This magazine for young kids was released every two months by Panini Magazines in the UK. This title started in 2013 and is the natural successor of the previous Spider-Man & Friends (UK Magazine) which ended in 2011.
Each issue features an 8-page super-simplified re-telling of a classic Spider-Man story. The rest of the 34-page format is made up of activity, puzzle, poster, and reader-content pages. One or two full-page advertisements are for other Panini products.
Our story this month is "The Menace of Mysterio".
It's a trimmed-down summary of Amazing Spider-Man #13, similar in many ways to the truncated retelling which appears in The Amazing Spider-Man vs. Mysterio (Origin Storybook).
Let's just rattle through the details.
Five pages, 14 panels.
Frankly, this is not a particularly impressive effort. Let's pick at the details a little.
Sure, the first page shows initial promise. Spidey has apparently "gone bad", and Mysterio promises to defeat him. I'm a little disappointed that Jonah for falling for this trick again and again, but JJJ's character is well-established as possessing somewhat poor judgement when it comes to All Matters Spider-Man, so we'll let that slide.
The problems with the plot begin when Spider-Man "battles" Mysterio atop the Brooklyn Bridge.
I am Mysterio, and I will defeat you!
The editor's scalpel has cut so deeply here that nothing makes sense. There is no explanation of why Spider-Man is at the Brooklyn Bridge. There isn't even any real "battle". We simply see Mysterio dissolve Spider-Man's webbing, and then "Just as Spider-Man is about to attack, Mysterio vanished!"
(a) Even the caption is broken. Spidey already attacked with his webbing, so saying that Mysterio disappears "Just as [Spidey] is about to attack" makes no sense. Spider-Man had already attacked! And (b) I was told there would be a defeat! Where the heck is my defeat?!
Mysterio then returns to the Daily Bugle where Jameson congratulates the villain, saying "I always knew Spider-Man was a criminal!"
(c) Nothing we saw in the intermediate scene demonstrated that Spider-Man was a criminal. Also (d) Yet again, nothing in that scene shows Spider-Man being "defeated" as promised by Mysterio in his first meeting.

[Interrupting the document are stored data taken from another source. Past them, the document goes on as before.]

//! 서명 하단 소셜 아이콘 행에 들어가는 플랫폼 목록

use serde::{Deserialize, Serialize};

#[derive(Debug, Clone, Copy, PartialEq, Eq, Hash, Serialize, Deserialize)]
#[serde(rename_all = "lowercase")]
pub enum SocialPlatform {
    LinkedIn,
    Facebook,
    X,
    Instagram,
    WhatsApp,
}

impl SocialPlatform {
    /// 렌더링 순서 (고정)
    pub const ALL: [SocialPlatform; 5] = [
        SocialPlatform::LinkedIn,
        SocialPlatform::Facebook,
        SocialPlatform::X,
        SocialPlatform::Instagram,
        SocialPlatform::WhatsApp,
    ];

    /// `alt`/`title` 속성에 쓰는 표시 이름
    pub fn label(&self) -> &'static str {
        match self {
            SocialPlatform::LinkedIn => "LinkedIn",
            SocialPlatform::Facebook => "Facebook",
            SocialPlatform::X => "X",
            SocialPlatform::Instagram => "Instagram",
            SocialPlatform::WhatsApp => "WhatsApp",
        }
    }
}
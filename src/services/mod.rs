//! 비즈니스 로직을 담당하는 서비스 계층 모듈
//!
//! 두 서브시스템은 서로 의존하지 않으며 상태도 공유하지 않습니다.
//!
//! - [`signature`]: 연락처 레코드 → 이메일 서명 HTML
//! - [`case`]: 텍스트 케이스/포맷 변환
//! - [`validation`]: 서명 폼 검증 규칙
//!
//! # Examples
//!
//! ```rust,ignore
//! use crate::services::{case::CaseService, signature::SignatureService};
//!
//! let case_service = CaseService::instance();
//! let signature_service = SignatureService::instance();
//! ```

pub mod case;
pub mod signature;
pub mod validation;
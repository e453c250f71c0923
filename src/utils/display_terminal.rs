//! 터미널 출력 포맷팅 유틸리티
//!
//! 서버 시작 시 적용된 설정을 요약하는 배너 출력 함수들입니다.
//! 로그와 달리 `RUST_LOG` 설정과 무관하게 항상 표준 출력에 찍힙니다.

/// 박스 내부 폭 (문자 수)
const BOX_WIDTH: usize = 50;

/// 박스 형태로 둘러싸인 제목을 출력합니다
///
/// ```text
/// ╔══════════════════════════════════════════════════╗
/// ║                SIGNCASE BACKEND                  ║
/// ╚══════════════════════════════════════════════════╝
/// ```
pub fn print_boxed_title(title: &str) {
    for line in boxed_title(title) {
        println!("{}", line);
    }
}

fn boxed_title(title: &str) -> [String; 3] {
    let border = "═".repeat(BOX_WIDTH);
    [
        format!("╔{}╗", border),
        format!("║{:^width$}║", title, width = BOX_WIDTH),
        format!("╚{}╝", border),
    ]
}

/// 설정 항목 한 줄을 트리 형태로 출력합니다
///
/// ```text
///    ├─ Bind: 127.0.0.1:8080
/// ```
pub fn print_sub_task(name: &str, status: &str) {
    println!("{}", sub_task_line(name, status));
}

fn sub_task_line(name: &str, status: &str) -> String {
    format!("   ├─ {}: {}", name, status)
}
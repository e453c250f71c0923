//! 이메일 서명 빌더 / 텍스트 케이스 변환 백엔드
//!
//! 두 개의 독립적인 순수 코어와, UI가 JSON으로 코어를 호출할 수 있게 하는
//! 얇은 actix-web 어댑터로 구성됩니다.
//!
//! # Features
//!
//! - **서명 빌더**: 연락처 레코드 → 이메일 클라이언트 호환 테이블 HTML (light/dark 테마)
//! - **케이스 변환**: upper, lower, title, sentence, toggle, alternating,
//!   camel, pascal, snake, kebab, dot, space
//! - **폼 검증**: `validator` 기반 필드 검증, en/ko 메시지
//!
//! # Architecture
//!
//! ```text
//! ┌─────────────────┐
//! │   HTTP Routes   │ ← REST API 엔드포인트
//! └─────────────────┘
//!          │
//!          ▼
//! ┌─────────────────┐
//! │    Handlers     │ ← 요청/응답 처리
//! └─────────────────┘
//!          │
//!          ▼
//! ┌─────────────────┐
//! │    Services     │ ← 테마/로케일 해석
//! └─────────────────┘
//!          │
//!          ▼
//! ┌─────────────────┐
//! │   순수 코어      │ ← builder / engine / validation
//! └─────────────────┘
//! ```
//!
//! # Examples
//!
//! ```rust
//! use signcase_backend::domain::models::{ContactRecord, TransformKey};
//! use signcase_backend::services::case::compute_output;
//! use signcase_backend::services::signature::{build_signature_html, SignatureOptions};
//!
//! assert_eq!(compute_output("Hello, world!", false, TransformKey::Snake), "hello_world");
//!
//! let record = ContactRecord {
//!     first_name: "Alex".to_string(),
//!     email_address: "a@b.com".to_string(),
//!     ..Default::default()
//! };
//! let html = build_signature_html(&record, &SignatureOptions::default());
//! assert!(html.contains("mailto:a@b.com"));
//! ```

pub mod core;
pub mod config;
pub mod domain;
pub mod services;
pub mod utils;
pub mod routes;
pub mod handlers;
//! # Domain Module
//!
//! 도메인 값 객체(`models`)와 HTTP 요청/응답 DTO(`dto`)를 정의합니다.
//!
//! ```text
//! Domain Layer
//! ├── models/          ← 연락처, 테마, 변환 키, 로케일
//! └── dto/             ← 데이터 전송 객체 (signature, case)
//! ```

pub mod dto;
pub mod models;

pub use dto::*;
pub use models::*;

Story-wise, things don't improve at all from there onward. I can accept that Mysterio has re-activated an "old TV studio" and set up a Live TV broadcast of the fight (which occurs after Spider-Man follows him there, courtesy of the Spider-Tracer). That's classic Super-Villain stuff all over. Good Job, Mysterio! But then Mysterio undoes all his hard work to date by breaking an absolutely fundamental rule of the Super-Villain Introductory Handbook.
RULE #22: If you have set up a complex scheme to ruin the hero's public reputation, Do NOT confess to it on live TV! Not even if you start off by whispering... because you'll just find yourself yelling out loud with exclamation marks at the end of every sentence!
Having broken Rule #22 and completely fluffed everything, Mysterio tries to escape from the fight he is now losing. His improvised exit route breaks into the adjacent studio – where a sci-fi TV show is being recorded.... woah, hang on! We were clearly told that this is an "Old TV Studio". That is a terribly misleading description for a location which is still actively being used to shoot TV shows.
I mean, did nobody ask why Mysterio was assembling a hidden Super-Villain lair in Studio F? Did the hammering and banging of death-trap construction not upset the other users of this partly abandoned but clearly still active "old" TV studio?
Fine. Whatev-UH. Let's just jump ahead to the final scene.
And so, after the battle, Spidey was delighted to see the Daily Bugle headline. Jameson had to admit that Spider-Man was innocent!
And how did Spider-Man show his delight? Let me tell you. He celebrated his vindication by breaking-and-entering Jameson's office, and webbing the Editor's hands to his own desk.
You know what? I think Jameson was right after all. Spider-Man IS a menace. And a jerk. All the Daily Bugle did was accurately report that Spider-Man was seen by many witnesses allegedly committing a robbery. That was 100% true. It's what newspapers do. A free press underlies every healthy democracy. And when Spider-Man was shown to be innocent, the Bugle prints a headline retraction. Not a little page 12 small print retraction. No, it was a headline retraction.
And in return, the editor is intimidated? Effectively tied up, physically restrained? That's literally assault.
This version of Spider-Man is an asshole. A vindictive bully.
A very-badly scripted vindictive bully. One Web.